You may choose to bring a hydration bladder in addition to your bottles, but bladders are not sufficient on their own, and we do not allow our climbers to rely on them on summit days. They pop easily and the hoses freeze in the cold.
For decades, the Nalgene 32oz Wide Mouth Bottle has been the standard. If your expedition will take you into very cold temperatures, we recommend insulators for your bottles, such as the Nalgene 32oz Sleeve.
Cup, Bowl, Spoon
We take pride in the excellent meals that we serve on our expeditions, and we want you to bring a cup, bowl and spoon so that you enjoy them! As with most items in your backpack, your cup, bowl and spoon should be lightweight and packable.
Our Guide Picks are the GSI Outdoors Table Spoon, the GSI Outdoors Escape Collapsible Bowl, and the GSI infinity Backpacker Mug. If you’d like to save a few more grams, the GSI Escape Collapsible Mug is a lighter weight, uninsulated option.
When choosing a sleeping bag the most important consideration is the temperature rating. Bring one that’s not warm enough and you may shiver through the night. Bring one that’s too warm, and you’ll use up space in your backpack and carry useless weight. You’ll find sleeping bag temperature recommendations on the gear list each of our trips. Keep in mind that nighttime temps vary by season. If you climb Mount Baker in the early spring or fall you’ll need a warmer bag than in mid-summer. Some sleeping bag manufacturers include “comfort” and “survival” ratings for their bags. It’s best to use the comfort rating. Though you can always wear warm clothes while sleeping if necessary.
You’ll also have to decide between a bag filled with synthetic down or real goose down. Goose down is lighter and more packable, but loses more of its insulating power when wet. Synthetic down bags tend to be bulkier, but they’re less expensive and stay warmer when wet.

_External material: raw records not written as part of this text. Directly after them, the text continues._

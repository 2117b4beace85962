//! `resurrect-core` — shared constants, configuration and error types used by
//! every resurrect crate.

pub mod config;
pub mod error;
pub mod types;

pub use error::{ResurrectError, Result};
pub use types::{Env, ProcessId};
use std::fmt;
use std::sync::Arc;
use std::time::Duration;

use resurrect_core::config::TriggerConfig;
use resurrect_core::{ResurrectError, Result};

/// Error type a readiness check may return.
pub type CheckError = Box<dyn std::error::Error + Send + Sync>;

type CheckFn = dyn Fn() -> std::result::Result<(), CheckError> + Send + Sync;

/// User-supplied zero-argument readiness check.
///
/// Runs in a forked child with the effective environment installed. It may
/// block or poll for as long as it likes; returning `Ok` marks readiness.
#[derive(Clone)]
pub struct ReadinessCheck {
    name: String,
    check: Arc<CheckFn>,
}

impl ReadinessCheck {
    pub fn new<F>(name: impl Into<String>, check: F) -> Self
    where
        F: Fn() -> std::result::Result<(), CheckError> + Send + Sync + 'static,
    {
        Self {
            name: name.into(),
            check: Arc::new(check),
        }
    }

    pub fn name(&self) -> &str {
        &self.name
    }

    pub fn run(&self) -> std::result::Result<(), CheckError> {
        (self.check)()
    }
}

impl fmt::Debug for ReadinessCheck {
    fn fmt(&self, f: &mut fmt::Formatter<'_>) -> fmt::Result {
        f.debug_struct("ReadinessCheck")
            .field("name", &self.name)
            .finish_non_exhaustive()
    }
}

/// What causes the re-dispatch. Exactly one per scheduler.
#[derive(Debug, Clone)]
pub enum Trigger {
    /// Re-dispatch once the readiness check succeeds.
    Check(ReadinessCheck),
    /// Re-dispatch every interval until stopped.
    Every(Duration),
    /// Re-dispatch once after the delay.
    Oneshot(Duration),
}

impl Trigger {
    pub fn every(interval: Duration) -> Result<Self> {
        let t = Trigger::Every(interval);
        t.validate()?;
        Ok(t)
    }

    pub fn oneshot(delay: Duration) -> Result<Self> {
        let t = Trigger::Oneshot(delay);
        t.validate()?;
        Ok(t)
    }

    /// Build from the optional-field shape, failing unless exactly one is set.
    pub fn from_parts(
        check: Option<ReadinessCheck>,
        oneshot: Option<Duration>,
        every: Option<Duration>,
    ) -> Result<Self> {
        match (check, oneshot, every) {
            (Some(check), None, None) => Ok(Trigger::Check(check)),
            (None, Some(delay), None) => Trigger::oneshot(delay),
            (None, None, Some(interval)) => Trigger::every(interval),
            _ => Err(ResurrectError::Config(
                "provide exactly one of `check`, `oneshot`, or `every`".to_string(),
            )),
        }
    }

    /// Durations are handed to `sleep`/`watch` in whole seconds.
    pub fn validate(&self) -> Result<()> {
        match self {
            Trigger::Check(_) => Ok(()),
            Trigger::Every(d) | Trigger::Oneshot(d) if d.as_secs() == 0 => {
                Err(ResurrectError::Config(format!(
                    "{} trigger needs at least 1s, got {d:?}",
                    self.kind()
                )))
            }
            _ => Ok(()),
        }
    }

    pub fn kind(&self) -> &'static str {
        match self {
            Trigger::Check(_) => "check",
            Trigger::Every(_) => "every",
            Trigger::Oneshot(_) => "oneshot",
        }
    }

    /// True when the spawned process keeps running after its first dispatch.
    pub fn is_long_running(&self) -> bool {
        matches!(self, Trigger::Check(_) | Trigger::Every(_))
    }
}

impl TryFrom<&TriggerConfig> for Trigger {
    type Error = ResurrectError;

    fn try_from(config: &TriggerConfig) -> Result<Self> {
        match config {
            TriggerConfig::Every { secs } => Trigger::every(Duration::from_secs(*secs)),
            TriggerConfig::Oneshot { secs } => Trigger::oneshot(Duration::from_secs(*secs)),
        }
    }
}
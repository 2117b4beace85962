use thiserror::Error;

/// Errors that can occur while reading or writing persisted state.
#[derive(Debug, Error)]
pub enum StoreError {
    /// A SQLite operation failed.
    #[error("database error: {0}")]
    Database(#[from] rusqlite::Error),

    /// A stored value could not be encoded or decoded.
    #[error("serialization error: {0}")]
    Serialization(#[from] serde_json::Error),
}

pub type Result<T> = std::result::Result<T, StoreError>;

If you’re looking for a top-quality sleeping bag warm enough for expeditions to moderately high elevations abroad and early-season climbs in the Cascades, we recommend the Marmot Lithium 0° Fahrenheit bag. If you’re on a tighter budget, the Marmot Never Summer 0° provides similar warmth at a lower price. The Therm-A-Rest Questar 0° is another excellent, durable option at a reasonable price. For a lighter bag ideal for mid-summer climbs in the Pacific Northwest, consider the Marmot Never Winter 30°.
Mountaineering lore is filled with stories of forced bivies, with climbers huddling through the night using their backpacks or their ropes to insulate them from the ice and snow. Those nights make for great stories, but if you’ve ever experienced one, you’ll try your best to remember a pad in the future. Sleeping pads provide padding, but more importantly, they insulate us from the cold ground. Without a pad, even the thickest sleeping bag may not keep you warm enough. For trips when you won’t sleep on snow, one inflatable pad is usually sufficient. If you’re going to sleep on snow, bring a foam pad to put underneath your air mattress for extra insulation.
A wide variety of inflatable pads are on the market, from ultralight models that pack down to the size of a beer can to plush, super-insulating models. You should choose a pad somewhere in the middle: warm and durable, but also lightweight and packable. Our Guide Pick is the Therm-a-Rest Prolite Plus. For a foam pad, the Therm-a-Rest Z-Lite SOL has been the standby for many years. Many people also like to bring along an inflatable pillow. The Therm-a-Rest Air Head Lite is one of the most popular choices.